If dropbox goes down that path, not only would they lose a huge chunk of their existing customers, they would definitely perma-ban themselves from enterprise market. And that is where the real money is.
Most people really don't give a shit about massive data collection. I mean, sure, everyone's a Reddit slacktivist nowadays, throwing around words like "spying!" and "privacy!" but no one really cares, or else we'd all be using rsync + ftp and BitMessage and all that idealistic free software stuff that RMS peddles. People just want to seem special and cool and smart and advanced when they post about how EVIL the government is for spying on all of us. The art of saying "I don't use Facebook; they sell my info to advertisers", then turning around to use Google products (which are fucking unavoidable on the Internet, by the way, did you know fucking ReCaptcha is owned by Google? You'd have to completely avoid the Internet to avoid Google at this point) , is the 2014 spin on the 1990s art of saying "I don't own a television".
We use Chrome and Gmail and Facebook and OS X and Amazon and what-not, because the net benefit of having really convenient software developed by teams of hundreds (thousands, even, in huge cases like Google/FB) talented professionals that are putting in $120K / year's worth of effort beats the net cost of having to pay for that $120K by letting Facebook give advertisers all your user data to make up for the costs of developing and operating such convenient software (and whatever profit FB is hoping to make -- people don't start businesses out of the goodness in their hearts). I mean, what's the alternative? Paying for the $6 per user per year that Facebook makes? Would you really rather pay for these services than just aid in letting the advertisers know that 67% of young (18-34) males in New York City prefer Macy's over JC Penney? Is it really that significant, your tiny, indistinguishable contribution to our advertising overlords that isn't even tied to your personal identity?

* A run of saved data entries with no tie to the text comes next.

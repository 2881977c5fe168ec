use clap::{Parser, Subcommand};
use polyrun::commands::{RunOptions, load_config, run_code, run_fetch, run_languages};
use polyrun::help::{print_banner, should_show_banner};
use polyrun::logging::{LogOptions, init_logging};
use polyrun_runtime::SandboxConfig;
use starbase::{App, AppResult, AppSession};
use std::path::PathBuf;

/// polyrun - run exercise snippets in a polyglot WebAssembly sandbox
#[derive(Parser)]
#[command(name = "polyrun")]
#[command(about = "Run exercise code in a sandboxed language backend", long_about = None)]
#[command(version)]
#[command(disable_help_flag = true, disable_version_flag = true)]
struct Cli {
    /// Print help
    #[arg(short, long, action = clap::ArgAction::Help)]
    help: Option<bool>,

    /// Print version
    #[arg(short = 'V', long, action = clap::ArgAction::Version)]
    version: Option<bool>,

    /// Path to polyrun.toml (discovered from the working directory otherwise)
    #[arg(long, global = true)]
    config: Option<PathBuf>,

    /// Write rotated log files to this directory instead of stderr
    #[arg(long, global = true)]
    log_dir: Option<PathBuf>,

    /// Emit logs as JSON
    #[arg(long, global = true)]
    log_json: bool,

    #[command(subcommand)]
    command: Commands,
}

#[derive(Clone, Subcommand)]
enum Commands {
    /// Run a code file and report the result
    Run {
        /// Language id (javascript, python, c, cpp)
        #[arg(short, long)]
        lang: String,
        /// File containing the code to run
        code_file: PathBuf,
        /// Validation script appended after the code
        #[arg(short, long)]
        validation: Option<PathBuf>,
        /// Print the result as JSON
        #[arg(long)]
        json: bool,
    },
    /// List supported languages
    Languages {
        /// Print the list as JSON
        #[arg(long)]
        json: bool,
    },
    /// Download and prepare backends ahead of time
    Fetch {
        /// Only prepare this language
        #[arg(short, long)]
        lang: Option<String>,
    },
}

/// Application session for the polyrun CLI
#[derive(Clone)]
struct PolyrunSession {
    command: Commands,
    config_path: Option<PathBuf>,
    config: SandboxConfig,
}

impl PolyrunSession {
    /// The main execution, passed to [`App::run`].
    async fn dispatch(self) -> AppResult {
        match self.command {
            Commands::Run {
                lang,
                code_file,
                validation,
                json,
            } => {
                run_code(
                    &self.config,
                    RunOptions {
                        language: lang,
                        code_file,
                        validation_file: validation,
                        json,
                    },
                )
                .await
            }
            Commands::Languages { json } => run_languages(&self.config, json),
            Commands::Fetch { lang } => run_fetch(&self.config, lang).await,
        }
    }
}

#[async_trait::async_trait]
impl AppSession for PolyrunSession {
    async fn startup(&mut self) -> AppResult {
        self.config = load_config(self.config_path.as_deref())?;
        Ok(None)
    }
}

#[tokio::main]
async fn main() -> starbase::MainResult {
    let args: Vec<String> = std::env::args().collect();
    if should_show_banner(&args) {
        print_banner();
    }

    let cli = Cli::parse();

    let _log_guard = init_logging(&LogOptions {
        dir: cli.log_dir.clone(),
        json: cli.log_json,
    })
    .map_err(|e| miette::miette!("{:#}", e))?;

    let session = PolyrunSession {
        command: cli.command,
        config_path: cli.config,
        config: SandboxConfig::default(),
    };

    // `AppSession::execute` runs alongside this op, so it must stay a no-op
    let exit_code = App::default()
        .run(session, |session| session.dispatch())
        .await?;

    Ok(std::process::ExitCode::from(exit_code))
}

It's not like they know that specifically Omar Hegazy and Xerophyte clicked on this ad over that ad in A/B tests; they don't give a shit about the specific identities and that would be truly creepy. No, they obviously care more about aggregate statistics, like overall click through rate and what-not. And when you're just another brick in the wall of statistical analysis, is it really all that creepy? Do they really know all that much specifically about you?)?
So, people don't really care about privacy, and Dropbox wouldn't lose a huge chunk of their customers. Or else, Facebook and Google and Apple and what-not would've lost a huge chunk of their customers.

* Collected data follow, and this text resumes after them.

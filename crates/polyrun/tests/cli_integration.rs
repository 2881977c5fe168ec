//! Drives the built binary end to end. Only the JavaScript backend is used
//! since it needs no downloads.

use std::path::Path;
use std::process::{Command, Output};

fn polyrun(cwd: &Path, args: &[&str]) -> Output {
    Command::new(env!("CARGO_BIN_EXE_polyrun"))
        .current_dir(cwd)
        .env("POLYRUN_LOG", "off")
        .args(args)
        .output()
        .expect("failed to launch polyrun")
}

/// A working directory whose config keeps the cache inside the temp dir.
fn workspace() -> tempfile::TempDir {
    let temp = tempfile::tempdir().unwrap();
    let cache = temp.path().join("cache");
    std::fs::write(
        temp.path().join("polyrun.toml"),
        format!("[cache]\ndirectory = {:?}\n", cache.display().to_string()),
    )
    .unwrap();
    temp
}

#[test]
fn test_languages_lists_backends() {
    let temp = workspace();
    let output = polyrun(temp.path(), &["languages"]);

    assert!(output.status.success());
    let stdout = String::from_utf8_lossy(&output.stdout);
    for language in ["javascript", "python", "c", "cpp"] {
        assert!(stdout.contains(language), "missing {language}: {stdout}");
    }
}

#[test]
fn test_languages_json() {
    let temp = workspace();
    let output = polyrun(temp.path(), &["languages", "--json"]);

    assert!(output.status.success());
    let entries: serde_json::Value = serde_json::from_slice(&output.stdout).unwrap();
    assert_eq!(entries[0]["language"], "javascript");
    assert_eq!(entries[2]["kind"], "compiled");
}

#[test]
fn test_run_javascript_passes() {
    let temp = workspace();
    std::fs::write(
        temp.path().join("add.js"),
        "function add(a, b) { return a + b; }",
    )
    .unwrap();
    std::fs::write(
        temp.path().join("check.js"),
        "if (add(2, 3) !== 5) throw new Error('wrong'); console.log('ok');",
    )
    .unwrap();

    let output = polyrun(
        temp.path(),
        &["run", "--lang", "JavaScript", "add.js", "--validation", "check.js", "--json"],
    );

    assert!(output.status.success());
    let result: serde_json::Value = serde_json::from_slice(&output.stdout).unwrap();
    assert_eq!(result["success"], true);
    assert_eq!(result["output"][0], "ok");
}

#[test]
fn test_run_javascript_failure_exits_nonzero() {
    let temp = workspace();
    std::fs::write(temp.path().join("bad.js"), "throw new Error('boom')").unwrap();

    let output = polyrun(temp.path(), &["run", "--lang", "javascript", "bad.js", "--json"]);

    assert_eq!(output.status.code(), Some(1));
    let result: serde_json::Value = serde_json::from_slice(&output.stdout).unwrap();
    assert_eq!(result["success"], false);
    assert_eq!(result["error"], "boom");
    assert_eq!(result["failure"], "runtime");
}

#[test]
fn test_unsupported_language() {
    let temp = workspace();
    std::fs::write(temp.path().join("main.go"), "package main").unwrap();

    let output = polyrun(temp.path(), &["run", "--lang", "go", "main.go"]);

    assert_eq!(output.status.code(), Some(1));
    assert!(String::from_utf8_lossy(&output.stderr).contains("Unsupported language 'go'"));
}

#[test]
fn test_run_reports_result_once() {
    let temp = workspace();
    std::fs::write(temp.path().join("hello.js"), "console.log('hello')").unwrap();

    let output = polyrun(temp.path(), &["run", "--lang", "javascript", "hello.js"]);

    assert!(output.status.success());
    let stdout = String::from_utf8_lossy(&output.stdout);
    assert_eq!(stdout.matches("hello").count(), 1, "{stdout}");
    assert_eq!(stdout.matches("✓ Passed").count(), 1, "{stdout}");
}
//! The capability every language backend implements.

use crate::error::LoadError;
use crate::result::ExecutionResult;
use async_trait::async_trait;

/// How a backend turns source text into a running program.
#[derive(Debug, Clone, Copy, PartialEq, Eq, Hash)]
pub enum BackendKind {
    /// Evaluated directly by an embedded engine, no compile step
    Dynamic,
    /// Compiled to a WebAssembly module and run against the syscall shim
    Compiled,
    /// Executed by an interpreter that itself runs as a WebAssembly guest
    Interpreted,
}

impl std::fmt::Display for BackendKind {
    fn fmt(&self, f: &mut std::fmt::Formatter<'_>) -> std::fmt::Result {
        match self {
            BackendKind::Dynamic => write!(f, "dynamic"),
            BackendKind::Compiled => write!(f, "compiled"),
            BackendKind::Interpreted => write!(f, "interpreted"),
        }
    }
}

/// A language backend.
///
/// Implementations are long-lived and shared; `load` and `run` take `&self`
/// and keep any lazily initialized state behind interior mutability.
#[async_trait]
pub trait CodeRunner: Send + Sync {
    /// Lower-case language identifier, e.g. `"python"`.
    fn language(&self) -> &str;

    /// Backend family.
    fn kind(&self) -> BackendKind;

    /// Make the backend ready. Idempotent: initialization happens at most once
    /// per successful load. A failure leaves the backend unloaded.
    async fn load(&self) -> Result<(), LoadError>;

    /// Whether `load` has completed successfully.
    fn is_loaded(&self) -> bool;

    /// Run learner `code`, optionally followed by a validation script.
    ///
    /// Never fails: every problem is reported through the returned result.
    async fn run(&self, code: &str, validation_script: Option<&str>) -> ExecutionResult;
}
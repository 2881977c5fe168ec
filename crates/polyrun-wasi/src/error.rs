//! Error and unwind types for the shim

use thiserror::Error;

/// Result type for shim operations
pub type Result<T> = std::result::Result<T, ShimError>;

/// Defects in the shim itself, as opposed to failures of the guest program.
#[derive(Debug, Clone, PartialEq, Eq, Error)]
pub enum ShimError {
    /// Guest imported or called a syscall outside the implemented set
    #[error("unimplemented syscall: wasi_snapshot_preview1::{syscall}")]
    Gap { syscall: String },

    /// A syscall ran before the guest's memory was bound to the shim
    #[error("syscall {syscall} invoked before guest memory was bound")]
    MemoryUnbound { syscall: &'static str },

    /// Linker setup failed
    #[error("failed to link guest module: {0}")]
    Link(String),
}

/// Unwind condition raised by `proc_exit`.
///
/// Returned as the error of the host call so wasmtime stops the guest; the
/// caller recognises it by downcasting and treats it as a normal exit.
#[derive(Debug, Clone, Copy, PartialEq, Eq, Error)]
#[error("guest exited with code {0}")]
pub struct GuestExit(pub i32);
pub mod fetch;
pub mod languages;
pub mod run;

pub use fetch::*;
pub use languages::*;
pub use run::*;

use miette::{IntoDiagnostic, WrapErr};
use polyrun_runtime::{RuntimeRegistry, SandboxConfig};
use std::path::Path;

/// Load `polyrun.toml` from `path`, or discover one from the working
/// directory upwards. Defaults apply when none is found.
pub fn load_config(path: Option<&Path>) -> miette::Result<SandboxConfig> {
    match path {
        Some(path) => SandboxConfig::load(path)
            .into_diagnostic()
            .wrap_err_with(|| format!("Failed to load configuration from {}", path.display())),
        None => {
            let cwd = std::env::current_dir()
                .into_diagnostic()
                .wrap_err("Failed to get current directory")?;
            SandboxConfig::discover(&cwd)
                .into_diagnostic()
                .wrap_err("Failed to load discovered configuration")
        }
    }
}

pub(crate) fn build_registry(config: &SandboxConfig) -> miette::Result<RuntimeRegistry> {
    RuntimeRegistry::from_config(config)
        .into_diagnostic()
        .wrap_err("Failed to set up language backends")
}

pub(crate) fn unsupported(language: &str, registry: &RuntimeRegistry) {
    eprintln!(
        "Error: Unsupported language '{}'. Supported: {}",
        language,
        registry.supported_languages().join(", ")
    );
}
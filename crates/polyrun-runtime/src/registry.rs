//! Language id to backend lookup.

use crate::compiled::{CompiledRuntime, Dialect, WasiSdkProvider};
use crate::config::SandboxConfig;
use crate::error::Result;
use crate::javascript::JavaScriptRuntime;
use crate::loader::ModuleLoader;
use crate::python::PythonRuntime;
use indexmap::IndexMap;
use polyrun_core::{CodeRunner, LoadError};
use polyrun_wasi::ImportPolicy;
use std::sync::Arc;
use tracing::{info, warn};
use wasmtime::Engine;

/// Owns one long-lived backend per language.
///
/// Lookups are case-insensitive. `c` and `cpp` resolve to handles over the
/// same compiled backend instance.
pub struct RuntimeRegistry {
    runtimes: IndexMap<String, Arc<dyn CodeRunner>>,
}

impl RuntimeRegistry {
    /// Standard backends configured from `config`: javascript, python, c, cpp.
    pub fn from_config(config: &SandboxConfig) -> Result<Self> {
        let engine = Engine::default();
        let loader = Arc::new(ModuleLoader::from_config(config)?);

        let policy = if config.compiler.strict_imports {
            ImportPolicy::Strict
        } else {
            ImportPolicy::TrapOnCall
        };
        let compiled = Arc::new(CompiledRuntime::new(
            engine.clone(),
            Arc::new(WasiSdkProvider::new(config.compiler.clone(), loader.clone())),
            policy,
        ));
        let python = PythonRuntime::from_config(engine, &config.python, loader);

        Ok(Self::builder()
            .runtime(Arc::new(JavaScriptRuntime::new()))
            .runtime(Arc::new(python))
            .compiled(compiled)
            .build())
    }

    pub fn builder() -> RegistryBuilder {
        RegistryBuilder::default()
    }

    /// Backend for `language`, if supported.
    pub fn get_runtime(&self, language: &str) -> Option<Arc<dyn CodeRunner>> {
        self.runtimes.get(&language.to_lowercase()).cloned()
    }

    pub fn is_supported(&self, language: &str) -> bool {
        self.runtimes.contains_key(&language.to_lowercase())
    }

    /// Supported language ids in registration order.
    pub fn supported_languages(&self) -> Vec<&str> {
        self.runtimes.keys().map(String::as_str).collect()
    }

    /// Load every backend, reporting each language's outcome. Backends
    /// shared between languages are only initialized once.
    pub async fn load_all(&self) -> Vec<(String, std::result::Result<(), LoadError>)> {
        let mut outcomes = Vec::with_capacity(self.runtimes.len());
        for (language, runtime) in &self.runtimes {
            let outcome = runtime.load().await;
            match &outcome {
                Ok(()) => info!("Loaded {} backend", language),
                Err(e) => warn!("Failed to load {} backend: {}", language, e),
            }
            outcomes.push((language.clone(), outcome));
        }
        outcomes
    }
}

/// Assembles a [`RuntimeRegistry`] from pre-built backends.
#[derive(Default)]
pub struct RegistryBuilder {
    runtimes: IndexMap<String, Arc<dyn CodeRunner>>,
}

impl RegistryBuilder {
    /// Register `runtime` under its own language id.
    pub fn runtime(mut self, runtime: Arc<dyn CodeRunner>) -> Self {
        self.runtimes
            .insert(runtime.language().to_lowercase(), runtime);
        self
    }

    /// Register a compiled backend as both `c` and `cpp`.
    pub fn compiled(self, runtime: Arc<CompiledRuntime>) -> Self {
        let cpp = Arc::new(runtime.dialect_view(Dialect::Cpp));
        self.runtime(runtime).runtime(cpp)
    }

    pub fn build(self) -> RuntimeRegistry {
        RuntimeRegistry {
            runtimes: self.runtimes,
        }
    }
}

I agree, though, about the enterprise market. Enterprise is smaller than consumer-facing, because the set of all professionals in a certain vertical is much smaller the set of everyone. That means that spying on the enterprise market is much more personal and tied to identity than spying on everyone as a whole. So it really does lose you customers in enterprise. Also it's much easier just to charge people directly for money in enterprise; usually verticals have a greater demand for a proper solution than horizontals, cause they're a much more specific market to target and so their biggest pain points are easier to solve. People really would pay $6 a year, and even more, for a product that truly understands what their specific problem is.
But I disagree that enterprise is where all the moolah is. I just think that it's much, much harder to make moolah in consumer-facing software, and all the moolah in consumer-facing software goes to a select few very well-known winners. But if you become one of those winners, then you have much more money and historical recognition than any boring old enterprise company will get you.
It's really very hard to nail down "What's a problem that everyone is having but no one has solved?" -- but when you do nail it down, oh boy, you just solved everybody's problem, and it gets you the quickest company to reach $150bn valuation in ever and the founder becomes the youngest billionaire in the world. I think, if Drew Houston and Co. went down the consumer-facing route, they'd be playing their chips on the assumption that they really struck gold with answering that seemingly unanswerable question. And given how far Dropbox has gone in the consumer market, I wouldn't hold it against them for taking that risk.
That being said, they do seem like they're saving some of their chips for the enterprise route. So if they really were worried about ruining enterprise trust by being yet another consumer-facing company that gobbles all your data and feeds it back to advertisers, they'd just do the other thing I suggested - sell hard drive space. But something tells me Dropbox is trying to be more.